------ MATERIAL TO PROCESS

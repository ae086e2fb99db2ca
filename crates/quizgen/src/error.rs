use std::time::Duration;

use thiserror::Error;
use uuid::Uuid;

use crate::generation::model::JobStatus;

/// Errors surfaced to callers of the generation controller.
///
/// Per-item generator failures never appear here; they are folded into the
/// job's progress counters.
#[derive(Debug, Error)]
pub enum GenerationError {
    #[error("invalid request ({reason}): {message}")]
    InvalidRequest {
        reason: &'static str,
        message: String,
    },

    #[error("a generation job is already running")]
    AlreadyRunning { job_id: Option<Uuid> },

    #[error("generation job {0} not found")]
    NotFound(Uuid),

    #[error("no generation job is active")]
    NoActiveJob,

    #[error("generation job {job_id} is already {status}")]
    AlreadyTerminal { job_id: Uuid, status: JobStatus },

    #[error("store error: {0}")]
    Store(#[from] sqlx::Error),
}

impl GenerationError {
    pub fn invalid(reason: &'static str, message: impl Into<String>) -> Self {
        Self::InvalidRequest {
            reason,
            message: message.into(),
        }
    }

    /// Machine-readable code for API bodies.
    pub fn reason_code(&self) -> &'static str {
        match self {
            Self::InvalidRequest { reason, .. } => reason,
            Self::AlreadyRunning { .. } => "already_running",
            Self::NotFound(_) => "not_found",
            Self::NoActiveJob => "no_active_job",
            Self::AlreadyTerminal { .. } => "already_terminal",
            Self::Store(_) => "store_error",
        }
    }
}

/// Outcome of a single failed generator call.
#[derive(Debug, Clone, Error, PartialEq)]
pub enum GeneratorError {
    /// The candidate could not be produced; the job carries on.
    #[error("candidate failed: {0}")]
    Item(String),

    #[error("generator call timed out after {0:?}")]
    Timeout(Duration),

    /// The generator dependency is down; the job is aborted.
    #[error("generator unavailable: {0}")]
    Fatal(String),
}

#[derive(Debug, Error)]
pub enum WeightsError {
    #[error("weight table is empty")]
    Empty,

    #[error("weight for area '{area}' must be positive, got {weight}")]
    NonPositive { area: String, weight: f64 },

    #[error("weights must sum to 1.0, got {0}")]
    BadSum(f64),

    #[error("failed to parse weight table: {0}")]
    Parse(#[from] serde_json::Error),
}
use chrono::{DateTime, Utc};
use sqlx::{SqliteConnection, SqlitePool};
use uuid::Uuid;

use crate::generation::generator::GeneratedQuestion;

#[derive(Debug, Clone, sqlx::FromRow)]
pub struct QuestionRow {
    pub id: Uuid,
    pub content_area: String,
    pub question: String,
    pub options_json: String,
    pub correct_answer: String,
    pub explanation: String,
    pub question_type: String,
    pub difficulty: Option<i64>,
    pub model: Option<String>,
    pub generation_job_id: Option<Uuid>,
    pub created_at: DateTime<Utc>,
}

#[derive(Clone)]
pub struct QuestionsRepo {
    pool: SqlitePool,
}

impl QuestionsRepo {
    pub fn new(pool: SqlitePool) -> Self {
        Self { pool }
    }

    /// Inserts on an existing connection so callers can share a transaction.
    pub async fn insert_on(
        conn: &mut SqliteConnection,
        area: &str,
        q: &GeneratedQuestion,
        generation_job_id: Option<Uuid>,
    ) -> Result<Uuid, sqlx::Error> {
        let id = Uuid::new_v4();
        sqlx::query(
            r#"
            INSERT INTO questions (
                id, content_area, question, options_json, correct_answer,
                explanation, question_type, difficulty, model,
                generation_job_id, created_at
            )
            VALUES (?, ?, ?, ?, ?, ?, ?, ?, ?, ?, ?)
            "#,
        )
        .bind(id)
        .bind(area)
        .bind(&q.question)
        .bind(q.options.to_string())
        .bind(&q.correct_answer)
        .bind(&q.explanation)
        .bind(&q.question_type)
        .bind(q.difficulty)
        .bind(q.model.as_deref())
        .bind(generation_job_id)
        .bind(Utc::now())
        .execute(&mut *conn)
        .await?;

        Ok(id)
    }

    /// Pool size per content area, areas without questions omitted.
    pub async fn counts_by_area(&self) -> Result<Vec<(String, i64)>, sqlx::Error> {
        sqlx::query_as(
            r#"
            SELECT content_area, COUNT(*)
            FROM questions
            GROUP BY content_area
            ORDER BY content_area
            "#,
        )
        .fetch_all(&self.pool)
        .await
    }

    /// Most recent question texts of an area, newest first.
    pub async fn recent_stems(&self, area: &str, limit: i64) -> Result<Vec<String>, sqlx::Error> {
        if limit <= 0 {
            return Ok(Vec::new());
        }
        sqlx::query_scalar(
            r#"
            SELECT question
            FROM questions
            WHERE content_area = ?
            ORDER BY created_at DESC
            LIMIT ?
            "#,
        )
        .bind(area)
        .bind(limit)
        .fetch_all(&self.pool)
        .await
    }

    pub async fn list_for_job(&self, job_id: Uuid) -> Result<Vec<QuestionRow>, sqlx::Error> {
        sqlx::query_as::<_, QuestionRow>(
            r#"
            SELECT *
            FROM questions
            WHERE generation_job_id = ?
            ORDER BY created_at
            "#,
        )
        .bind(job_id)
        .fetch_all(&self.pool)
        .await
    }
}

------------

_ASSIGNMENT_. Copy each line of the entries exactly.

_COMPLETED EXERCISE_.
repository ae086e2fb99db2ca
filename crates/quizgen/src/error.rs
use std::time::Duration;

use thiserror::Error;
use uuid::Uuid;

use crate::generation::model::JobStatus;

/// Errors surfaced to callers of the generation controller.
///
/// Per-item generator failures never appear here; they are folded into the
/// job's progress counters.
#[derive(Debug, Error)]
pub enum GenerationError {
    #[error("invalid request ({reason}): {message}")]
    InvalidRequest {
        reason: &'static str,
        message: String,
    },

    #[error("a generation job is already running")]
    AlreadyRunning { job_id: Option<Uuid> },

    #[error("generation job {0} not found")]
    NotFound(Uuid),

    #[error("no generation job is active")]
    NoActiveJob,

    #[error("generation job {job_id} is already {status}")]
    AlreadyTerminal { job_id: Uuid, status: JobStatus },

    #[error("store error: {0}")]
    Store(#[from] sqlx::Error),
}

impl GenerationError {
    pub fn invalid(reason: &'static str, message: impl Into<String>) -> Self {
        Self::InvalidRequest {
            reason,
            message: message.into(),
        }
    }

    /// Machine-readable code for API bodies.
    pub fn reason_code(&self) -> &'static str {
        match self {
            Self::InvalidRequest { reason, .. } => reason,
            Self::AlreadyRunning { .. } => "already_running",
            Self::NotFound(_) => "not_found",
            Self::NoActiveJob => "no_active_job",
            Self::AlreadyTerminal { .. } => "already_terminal",
            Self::Store(_) => "store_error",
        }
    }
}

/// Outcome of a single failed generator call.
#[derive(Debug, Clone, Error, PartialEq)]
pub enum GeneratorError {
    /// The candidate could not be produced; the job carries on.
    #[error("candidate failed: {0}")]
    Item(String),

    #[error("generator call timed out after {0:?}")]
    Timeout(Duration),

    /// The generator dependency is down; the job is aborted.
    #[error("generator unavailable: {0}")]
    Fatal(String),
}

#[derive(Debug, Error)]
pub enum WeightsError {
    #[error("weight table is empty")]
    Empty,

    #[error("weight for area '{area}' must be positive, got {weight}")]
    NonPositive { area: String, weight: f64 },

    #[error("weights must sum to 1.0, got {0}")]
    BadSum(f64),

    #[error("failed to parse weight table: {0}")]
    Parse(#[from] serde_json::Error),
}
use chrono::{DateTime, Utc};
use sqlx::{SqliteConnection, SqlitePool};
use uuid::Uuid;

use crate::generation::generator::GeneratedQuestion;

#[derive(Debug, Clone, sqlx::FromRow)]
pub struct QuestionRow {
    pub id: Uuid,
    pub content_area: String,
    pub question: String,
    pub options_json: String,
    pub correct_answer: String,
    pub explanation: String,
    pub question_type: String,
    pub difficulty: Option<i64>,
    pub model: Option<String>,
    pub generation_job_id: Option<Uuid>,
    pub created_at: DateTime<Utc>,
}

#[derive(Clone)]
pub struct QuestionsRepo {
    pool: SqlitePool,
}

impl QuestionsRepo {
    pub fn new(pool: SqlitePool) -> Self {
        Self { pool }
    }

    /// Inserts on an existing connection so callers can share a transaction.
    pub async fn insert_on(
        conn: &mut SqliteConnection,
        area: &str,
        q: &GeneratedQuestion,
        generation_job_id: Option<Uuid>,
    ) -> Result<Uuid, sqlx::Error> {
        let id = Uuid::new_v4();
        sqlx::query(
            r#"
            INSERT INTO questions (
                id, content_area, question, options_json, correct_answer,
                explanation, question_type, difficulty, model,
                generation_job_id, created_at
            )
            VALUES (?, ?, ?, ?, ?, ?, ?, ?, ?, ?, ?)
            "#,
        )
        .bind(id)
        .bind(area)
        .bind(&q.question)
        .bind(q.options.to_string())
        .bind(&q.correct_answer)
        .bind(&q.explanation)
        .bind(&q.question_type)
        .bind(q.difficulty)
        .bind(q.model.as_deref())
        .bind(generation_job_id)
        .bind(Utc::now())
        .execute(&mut *conn)
        .await?;

        Ok(id)
    }

    /// Pool size per content area, areas without questions omitted.
    pub async fn counts_by_area(&self) -> Result<Vec<(String, i64)>, sqlx::Error> {
        sqlx::query_as(
            r#"
            SELECT content_area, COUNT(*)
            FROM questions
            GROUP BY content_area
            ORDER BY content_area
            "#,
        )
        .fetch_all(&self.pool)
        .await
    }

    /// Most recent question texts of an area, newest first.
    pub async fn recent_stems(&self, area: &str, limit: i64) -> Result<Vec<String>, sqlx::Error> {
        if limit <= 0 {
            return Ok(Vec::new());
        }
        sqlx::query_scalar(
            r#"
            SELECT question
            FROM questions
            WHERE content_area = ?
            ORDER BY created_at DESC
            LIMIT ?
            "#,
        )
        .bind(area)
        .bind(limit)
        .fetch_all(&self.pool)
        .await
    }

    pub async fn list_for_job(&self, job_id: Uuid) -> Result<Vec<QuestionRow>, sqlx::Error> {
        sqlx::query_as::<_, QuestionRow>(
            r#"
            SELECT *
            FROM questions
            WHERE generation_job_id = ?
            ORDER BY created_at
            "#,
        )
        .bind(job_id)
        .fetch_all(&self.pool)
        .await
    }
}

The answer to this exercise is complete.